Comme si c’était la voix intérieure de l’artiste qui parlait?

Il m’arrive non pas de peindre, mais de faire des collages : je n’oserai jamais appeler ça «oeuvres d’art», mais disons que c’est une activité créative que je fais totalement dans mon coin, que je ne partagerai jamais avec personne et qui me fait du bien. Et sans que j’aie besoin que quiconque décrète que j’ai un talent particulie­r pour ça!

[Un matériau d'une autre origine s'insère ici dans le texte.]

#[cfg(test)]
mod tests {
    use super::*;
    use vmdiff_types::DiffStatus;

    fn cache() -> (tempfile::TempDir, DiffCache) {
        let dir = tempfile::tempdir().unwrap();
        let cache = DiffCache::new(RunLayout::new(dir.path(), "run"));
        (dir, cache)
    }

    fn fs_diff(key: &str, is_directory: bool) -> Diff {
        let body = vec![
            format!("diff --git {key} {key}"),
            format!("--- {key}"),
            format!("+++ {key}"),
            "@@ -1 +1 @@ stat attributes".to_string(),
            "-mode: drwxr-xr-x".to_string(),
            "+mode: drwx------".to_string(),
        ];
        UnifiedDiff::new(body).into_diff(key, is_directory, file_name(key), None)
    }

    fn process_diff(pid: &str, title: &str, parent: Option<&str>) -> Diff {
        let body = vec![
            format!("diff --git {title} {title}"),
            "new file".to_string(),
            format!("--- {title}"),
            format!("+++ {title}"),
            "@@ -0,0 +1 @@".to_string(),
            "+{}".to_string(),
        ];
        UnifiedDiff::new(body).into_diff(pid, false, title, parent.map(str::to_string))
    }

    fn diffs(items: Vec<Diff>) -> BTreeMap<String, Diff> {
        items.into_iter().map(|d| (d.key.clone(), d)).collect()
    }

    fn leaf(key: &str) -> Node {
        Node {
            key: key.to_string(),
            title: file_name(key).to_string(),
            is_leaf: true,
            is_directory: false,
            status: DiffStatus::Modified,
            lines_added: 1,
            lines_removed: 1,
            num_children: 0,
            num_direct_children: 0,
        }
    }

    fn small_index() -> TreeIndex {
        let mut root = leaf("/");
        root.is_leaf = false;
        root.is_directory = true;
        root.num_children = 1;
        root.num_direct_children = 1;
        let mut children = ChildrenIndex::new();
        children.insert("/".to_string(), vec![leaf("/a")]);
        children.insert("/a".to_string(), Vec::new());
        TreeIndex::new(vec![root], children)
    }

    fn store_ready(cache: &DiffCache, fs_diffs: Vec<Diff>) {
        cache.store_filesystem(&diffs(fs_diffs)).unwrap();
        cache.store_tree(&small_index()).unwrap();
    }

    #[test]
    fn store_then_load_all_round_trips() {
        let (_dir, cache) = cache();
        let fs_diffs = diffs(vec![
            fs_diff("/", true),
            fs_diff("/etc", true),
            fs_diff("/etc/hosts", false),
            fs_diff("/etc/ssh", true),
            fs_diff("/etc/ssh/sshd_config", false),
        ]);
        let proc_diffs = diffs(vec![
            process_diff("4", "System-4", None),
            process_diff("1234", "svc host.exe-1234", Some("4")),
        ]);

        cache.store_filesystem(&fs_diffs).unwrap();
        cache.store_processes(&proc_diffs).unwrap();
        cache.store_tree(&small_index()).unwrap();

        let loaded = cache.load_all().unwrap();
        let mut expected = fs_diffs.clone();
        expected.extend(proc_diffs);
        assert_eq!(loaded, expected);
    }

    #[test]
    fn process_parent_and_title_survive_reload() {
        let (_dir, cache) = cache();
        let original = process_diff("77", "old name.exe-77", Some("4"));
        cache.store_processes(&diffs(vec![original.clone()])).unwrap();
        cache.store_tree(&small_index()).unwrap();

        let loaded = cache.get_diff("77").unwrap().unwrap();
        assert_eq!(loaded.parent_key.as_deref(), Some("4"));
        assert_eq!(loaded.title, "old name.exe-77");
        assert_eq!(loaded, original);
    }

    #[test]
    fn directory_body_uses_sentinel_file() {
        let (_dir, cache) = cache();
        store_ready(&cache, vec![fs_diff("/var/log", true)]);
        let sentinel = cache.layout().disk_dir().join("var/log").join(SENTINEL_FILE);
        assert!(sentinel.is_file());

        let diff = cache.get_diff("/var/log").unwrap().unwrap();
        assert!(diff.is_directory);
        assert_eq!(diff.title, "log");
        assert_eq!(diff.lines_added, 1);
    }

    #[test]
    fn get_diff_dispatches_on_key_shape() {
        let (_dir, cache) = cache();
        cache
            .store_filesystem(&diffs(vec![fs_diff("/tmp/x", false)]))
            .unwrap();
        cache
            .store_processes(&diffs(vec![process_diff("77", "cmd.exe-77", None)]))
            .unwrap();
        cache.store_tree(&small_index()).unwrap();

        let file = cache.get_diff("/tmp/x").unwrap().unwrap();
        assert!(!file.is_directory);
        let process = cache.get_diff("77").unwrap().unwrap();
        assert_eq!(process.status, DiffStatus::Added);
        assert_eq!(process.title, "cmd.exe-77");

        assert!(cache.get_diff("/tmp/missing").unwrap().is_none());
        assert!(cache.get_diff("78").unwrap().is_none());
        assert!(cache.get_diff("Processes").unwrap().is_none());
    }

    #[test]
    fn get_diff_refuses_unfinished_cache() {
        let (_dir, cache) = cache();
        cache
            .store_filesystem(&diffs(vec![fs_diff("/tmp/x", false)]))
            .unwrap();
        assert!(matches!(
            cache.get_diff("/tmp/x"),
            Err(CacheError::NotReady { .. })
        ));
    }

    #[test]
    fn windows_keys_are_stored_as_posix() {
        let (_dir, cache) = cache();
        store_ready(&cache, vec![fs_diff("/Windows/win.ini", false)]);
        assert!(cache.get_diff("\\Windows\\win.ini").unwrap().is_some());
    }

    #[test]
    fn escaping_keys_are_rejected() {
        let (_dir, cache) = cache();
        let err = cache
            .store_filesystem(&diffs(vec![fs_diff("/etc/../../outside", false)]))
            .unwrap_err();
        assert!(matches!(err, CacheError::InvalidKey(_)));

        store_ready(&cache, Vec::new());
        assert!(matches!(cache.get_diff("/a/./b"), Err(CacheError::InvalidKey(_))));
    }

    #[test]
    fn file_turned_directory_is_renamed_aside() {
        let (_dir, cache) = cache();
        cache
            .store_filesystem(&diffs(vec![fs_diff("/opt/app", false)]))
            .unwrap();
        store_ready(&cache, vec![fs_diff("/opt/app/bin", false)]);

        let opt = cache.layout().disk_dir().join("opt");
        assert!(opt.join("app").is_dir());
        assert!(opt.join(format!("app{RENAMED_SUFFIX}")).is_file());
        assert!(cache.get_diff("/opt/app/bin").unwrap().is_some());
        assert!(cache.get_diff("/opt/app").unwrap().is_none());
    }

    #[test]
    fn directory_turned_file_is_renamed_aside() {
        let (_dir, cache) = cache();
        cache
            .store_filesystem(&diffs(vec![fs_diff("/srv/data/a", false)]))
            .unwrap();
        cache
            .store_filesystem(&diffs(vec![fs_diff("/srv/data", false)]))
            .unwrap();
        store_ready(&cache, vec![fs_diff("/srv/data/b", false)]);

        let srv = cache.layout().disk_dir().join("srv");
        assert!(srv.join(format!("data{RENAMED_SUFFIX}")).join("a").is_file());
        assert!(srv.join(format!("data{RENAMED_SUFFIX}1")).is_file());
        assert!(srv.join("data").join("b").is_file());

        let loaded = cache.load_all().unwrap();
        assert_eq!(loaded.keys().collect::<Vec<_>>(), vec!["/srv/data/b"]);
    }

    #[test]
    fn restore_with_fewer_keys_drops_stale_bodies() {
        let (_dir, cache) = cache();
        store_ready(&cache, vec![fs_diff("/a", false), fs_diff("/b", false)]);
        assert!(cache.is_ready());

        cache
            .store_filesystem(&diffs(vec![fs_diff("/a", false)]))
            .unwrap();
        assert!(!cache.is_ready());

        cache.store_tree(&small_index()).unwrap();
        let loaded = cache.load_all().unwrap();
        assert_eq!(loaded.keys().collect::<Vec<_>>(), vec!["/a"]);
        assert!(cache.get_diff("/b").unwrap().is_none());
    }

    #[test]
    fn restore_with_fewer_processes_drops_stale_bodies() {
        let (_dir, cache) = cache();
        cache
            .store_processes(&diffs(vec![
                process_diff("4", "System-4", None),
                process_diff("77", "cmd.exe-77", Some("4")),
            ]))
            .unwrap();
        cache.store_tree(&small_index()).unwrap();

        cache
            .store_processes(&diffs(vec![process_diff("4", "System-4", None)]))
            .unwrap();
        assert!(!cache.is_ready());
        cache.store_tree(&small_index()).unwrap();

        let loaded = cache.load_all().unwrap();
        assert_eq!(loaded.keys().collect::<Vec<_>>(), vec!["4"]);
    }

    #[test]
    fn storing_bodies_drops_the_export() {
        let (_dir, cache) = cache();
        store_ready(&cache, vec![fs_diff("/a", false)]);
        let api = cache.layout().api_dir();
        fs::create_dir_all(&api).unwrap();
        fs::write(api.join("changed_files"), "[]").unwrap();

        cache.store_filesystem(&BTreeMap::new()).unwrap();
        assert!(!api.exists());
    }

    #[test]
    fn readiness_requires_bodies_and_tree() {
        let (_dir, cache) = cache();
        assert!(!cache.is_ready());
        assert!(matches!(cache.load_all(), Err(CacheError::NotReady { .. })));

        cache.store_filesystem(&BTreeMap::new()).unwrap();
        assert!(!cache.is_ready());

        cache.store_tree(&small_index()).unwrap();
        assert!(cache.is_ready());
        assert!(cache
            .wait_until_ready(Duration::from_millis(1), Duration::from_millis(10))
            .is_ok());
    }

    #[test]
    fn wait_times_out_when_never_ready() {
        let (_dir, cache) = cache();
        let err = cache
            .wait_until_ready(Duration::from_millis(2), Duration::from_millis(10))
            .unwrap_err();
        assert!(matches!(err, CacheError::NotReady { .. }));
    }

    #[test]
    fn tree_index_round_trips() {
        let (_dir, cache) = cache();
        cache.store_processes(&BTreeMap::new()).unwrap();
        let index = small_index();
        cache.store_tree(&index).unwrap();

        assert_eq!(cache.load_tree_index().unwrap(), index);
        assert_eq!(cache.forest().unwrap(), index.forest);
        assert_eq!(cache.children("/").unwrap(), vec![leaf("/a")]);
        assert!(cache.children("/nope").unwrap().is_empty());
    }

    #[test]
    fn invalid_process_key_rejected_before_writing() {
        let (_dir, cache) = cache();
        store_ready(&cache, Vec::new());
        let bad = diffs(vec![process_diff("/etc", "etc", None)]);
        assert!(matches!(
            cache.store_processes(&bad),
            Err(CacheError::InvalidKey(_))
        ));
        assert!(cache.is_ready());
    }
}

Et du coup, dans mes collages, j’insère moi aussi des mots : comme une partie de moi-même, oui, à qui je parlerais…

Comment avez-vous composé la voix de Charlotte, et comment, malgré son destin si tragique, elle qui a été assassinée à Auschwitz, fait-on pour ne pas tomber dans le pathos? Dans ce dessin animé, il y a à la fois la naïveté, la simplicité du trait et la dureté de ce qu’on raconte. Je pense qu’on entend tout ça dans ma voix : un calme apparent, même si à l’intérieur, ça bouillonne. Charlotte a vécu des choses extrêmemen­t violentes, mais toute cette violence, celle qu’a subie une jeune fille juive parce qu’elle était juive, elle l’a mise dans son art, elle s’est battue avec sa peinture. Elle, à l’inverse de ses toiles, n’avait rien d’une figure dramatique.

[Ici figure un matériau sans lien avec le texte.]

use std::fmt;
use std::io::{self, Read};

/// Read buffer size for streaming hashes.
pub const HASH_CHUNK_SIZE: usize = 64 * 1024;

/// A 32-byte BLAKE3 digest.
#[derive(Clone, Copy, PartialEq, Eq, Hash, PartialOrd, Ord)]
pub struct Digest([u8; 32]);

impl Digest {
    pub fn as_bytes(&self) -> &[u8; 32] {
        &self.0
    }

    pub fn to_hex(&self) -> String {
        hex::encode(self.0)
    }

    /// Short hex representation (first 8 characters).
    pub fn short_hex(&self) -> String {
        hex::encode(&self.0[..4])
    }
}

impl fmt::Debug for Digest {
    fn fmt(&self, f: &mut fmt::Formatter<'_>) -> fmt::Result {
        write!(f, "Digest({})", self.short_hex())
    }
}

impl fmt::Display for Digest {
    fn fmt(&self, f: &mut fmt::Formatter<'_>) -> fmt::Result {
        write!(f, "{}", self.to_hex())
    }
}

/// Domain-separated BLAKE3 hasher.
///
/// Each hasher carries a domain tag that is prepended to every hash
/// computation, so a file's content hash can never collide with a key or
/// run-options hash of the same bytes.
pub struct ContentHasher {
    domain: &'static str,
}

impl ContentHasher {
    /// Hasher for entity content streams.
    pub const CONTENT: Self = Self {
        domain: "vmdiff-content-v1",
    };
    /// Hasher for entity keys (static API file names).
    pub const KEY: Self = Self {
        domain: "vmdiff-key-v1",
    };
    /// Hasher for run option sets (cache directory names).
    pub const RUN: Self = Self {
        domain: "vmdiff-run-v1",
    };

    pub const fn new(domain: &'static str) -> Self {
        Self { domain }
    }

    fn start(&self) -> blake3::Hasher {
        let mut hasher = blake3::Hasher::new();
        hasher.update(self.domain.as_bytes());
        hasher.update(b":");
        hasher
    }

    /// Hash raw bytes with domain separation.
    pub fn hash(&self, data: &[u8]) -> Digest {
        let mut hasher = self.start();
        hasher.update(data);
        Digest(*hasher.finalize().as_bytes())
    }

    /// Hash a whole stream, reading it in [`HASH_CHUNK_SIZE`] chunks.
    pub fn hash_reader(&self, reader: &mut dyn Read) -> io::Result<Digest> {
        let mut hasher = self.start();
        let mut buf = vec![0u8; HASH_CHUNK_SIZE];
        loop {
            match reader.read(&mut buf) {
                Ok(0) => break,
                Ok(n) => {
                    hasher.update(&buf[..n]);
                }
                Err(e) if e.kind() == io::ErrorKind::Interrupted => continue,
                Err(e) => return Err(e),
            }
        }
        Ok(Digest(*hasher.finalize().as_bytes()))
    }

    pub fn domain(&self) -> &str {
        self.domain
    }
}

Vous avez fait beaucoup de doublages de dessins animés. C’est une liberté de n’incarner un personnage que par la parole, sans que votre visage ou votre corps n’entrent en jeu?

C’est sûr que ça me prend moins de temps le matin pour me préparer ! Mais cet aspect-là est mineur: ce que le dessin animé me permet d’aborder, même si j’essaie toujours de trouver ma liberté quand j’incarne physiqueme­nt quelqu’un, ce sont des personnage­s plus fous que ceux que le cinéma me propose…

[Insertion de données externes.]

use std::fs;
use std::path::{Path, PathBuf};

use serde::{Deserialize, Serialize};
use vmdiff_cache::RunLayout;
use vmdiff_diff::{ContentHasher, DiffOptions};
use vmdiff_source::DEFAULT_PLUGINS;

pub const DEFAULT_RESULTS_DIR: &str = "results";

/// Hex characters of the option hash kept in a run id.
const RUN_HASH_LEN: usize = 10;

#[derive(Debug, thiserror::Error)]
pub enum ConfigError {
    #[error("nothing to diff: configure a [disk] or [memory] section")]
    NothingToDiff,

    #[error("cannot read config {}: {source}", path.display())]
    Read {
        path: PathBuf,
        source: std::io::Error,
    },

    #[error("invalid config {}: {source}", path.display())]
    Parse {
        path: PathBuf,
        source: toml::de::Error,
    },
}

/// Everything one `vmdiff run` needs.
#[derive(Clone, Debug, Serialize, Deserialize)]
#[serde(default)]
pub struct RunConfig {
    /// Parent of every run directory.
    pub results_dir: PathBuf,
    /// Skip diffing when the run's results already exist.
    pub use_cache: bool,
    pub disk: Option<DiskConfig>,
    pub memory: Option<MemoryConfig>,
    pub diff: DiffOptions,
}

/// Two snapshot directories to diff.
#[derive(Clone, Debug, Serialize, Deserialize)]
pub struct DiskConfig {
    pub before: PathBuf,
    pub after: PathBuf,
    /// Only list paths under (or leading to) these directories.
    #[serde(default)]
    pub allow_dirs: Vec<String>,
    /// Regular expressions for paths to prune.
    #[serde(default)]
    pub ignore_dirs: Vec<String>,
}

/// Plugin output of two memory images.
#[derive(Clone, Debug, Serialize, Deserialize)]
pub struct MemoryConfig {
    /// Image names, used in the run id and the default plugin directory.
    pub before: String,
    pub after: String,
    /// Directory holding `from-<plugin>.json` and `to-<plugin>.json`.
    #[serde(default)]
    pub plugin_dir: Option<PathBuf>,
    #[serde(default = "default_plugins")]
    pub plugins: Vec<String>,
    /// Processes whose image name matches are left out.
    #[serde(default)]
    pub ignore_processes_regex: Option<String>,
}

fn default_plugins() -> Vec<String> {
    DEFAULT_PLUGINS.iter().map(|p| p.to_string()).collect()
}

impl Default for RunConfig {
    fn default() -> Self {
        Self {
            results_dir: PathBuf::from(DEFAULT_RESULTS_DIR),
            use_cache: true,
            disk: None,
            memory: None,
            diff: DiffOptions::default(),
        }
    }
}

impl RunConfig {
    /// Load a TOML config. A missing file yields the defaults.
    pub fn load(path: &Path) -> Result<Self, ConfigError> {
        if !path.exists() {
            return Ok(Self::default());
        }
        let text = fs::read_to_string(path).map_err(|source| ConfigError::Read {
            path: path.to_path_buf(),
            source,
        })?;
        toml::from_str(&text).map_err(|source| ConfigError::Parse {
            path: path.to_path_buf(),
            source,
        })
    }

    /// Fails unless at least one of disk and memory is configured.
    pub fn validate(&self) -> Result<(), ConfigError> {
        if self.disk.is_none() && self.memory.is_none() {
            return Err(ConfigError::NothingToDiff);
        }
        Ok(())
    }

    /// `{before}--{after}--{hash}`, named after the disk snapshots when a
    /// disk is configured and after the memory images otherwise.
    ///
    /// The hash covers the diff options and directory filters, so runs with
    /// different settings never share a directory.
    pub fn run_id(&self) -> Result<String, ConfigError> {
        let (before, after) = match (&self.disk, &self.memory) {
            (Some(disk), _) => (snapshot_name(&disk.before), snapshot_name(&disk.after)),
            (None, Some(memory)) => (memory.before.clone(), memory.after.clone()),
            (None, None) => return Err(ConfigError::NothingToDiff),
        };

        let mut input = format!("{:04x}:{}", self.diff.bitfield(), self.diff.context_lines);
        if let Some(disk) = &self.disk {
            for list in [&disk.allow_dirs, &disk.ignore_dirs] {
                let mut sorted: Vec<&str> = list.iter().map(String::as_str).collect();
                sorted.sort_unstable();
                input.push('\n');
                input.push_str(&sorted.join("\n"));
            }
        }
        let hash = ContentHasher::RUN.hash(input.as_bytes()).to_hex();
        Ok(format!("{before}--{after}--{}", &hash[..RUN_HASH_LEN]))
    }

    pub fn layout(&self) -> Result<RunLayout, ConfigError> {
        Ok(RunLayout::new(&self.results_dir, &self.run_id()?))
    }

    /// Where `memory`'s plugin output lives.
    pub fn plugin_dir(&self, memory: &MemoryConfig) -> PathBuf {
        memory.plugin_dir.clone().unwrap_or_else(|| {
            self.results_dir
                .join("memory")
                .join(format!("{}__{}", memory.before, memory.after))
        })
    }
}

fn snapshot_name(path: &Path) -> String {
    path.file_name()
        .map(|n| n.to_string_lossy().into_owned())
        .unwrap_or_else(|| path.display().to_string())
}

Elle était quand même un peu folle, dans Les fantômes d’Ismaël de Desplechin, cette Carlotta que vous interpréti­ez, qui revient dans la vie de son mari comme si de rien n’était alors qu’on la croyait disparue, non?

Ah vous la voyez comme ça, vous, cette pauvre fille? Zinzin, peut-être. Perdue, en tout cas. Mais on n’est pas non plus dans la méchante psychopath­e, comme cette Scarlet Overkill que je doublais dans Les Minions et avec qui je m’étais éclatée. Pour elle, j’avais inventé un rire de sorcière folle, genre « AHAHAH » (elle mime le rire, le téléphone grésille, ndlr), j’avais complèteme­nt transformé ma voix, avec ce truc pété du casque que seul le dessin animé permet et que j’adore comme spectatric­e – d’ailleurs, même avant d’avoir des enfants, je ne ratais pas un Pixar ni un Miyazaki.

Charlotte nous raconte aussi la trajectoir­e d’une artiste femme dont l’oeuvre a été invisibili­sée par l’histoire. Vous êtes sensible à cet aspect-là?

Ah oui! On a tous à prendre conscience que dans l’art, mais aussi la science, la mode, la gastronomi­e, dans tous les domaines en fait, il y a eu un effacement des femmes. Ça s’explique par le patriarcat, le pouvoir que s’accaparent les hommes, l’accès à l’éducation, moins grand pour les femmes que pour les hommes, mais il faut continuer à creuser le pourquoi de cette mise à l’écart (il y a du boulot) pour qu’un jour, j’espère, on puisse regarder une oeuvre au-delà du sexe de celui ou celle qui l’a créée. Et puis, plus matérielle­ment, parlons aussi des salaires: qu’on ait encore à se battre pour que les femmes, quel que soit leur métier, soient payées autant que les hommes, c’est révoltant.

Vous avez déjà tapé du poing sur la table pour être payée au même niveau qu’un confrère acteur?

Non, car je ne me suis jamais retrouvée en situation de l’exiger. Quand un homme a été mieux payé que moi, c’est qu’il avait un rôle plus important ou une notoriété plus grande et ça, je l’entends.

J’ai déjà été mieux payée qu’un homme pour les mêmes raisons. Mais à métier et à niveau égal, qu’une actrice soit moins payée qu’un acteur, ça n’a pas de sens et ça doit cesser.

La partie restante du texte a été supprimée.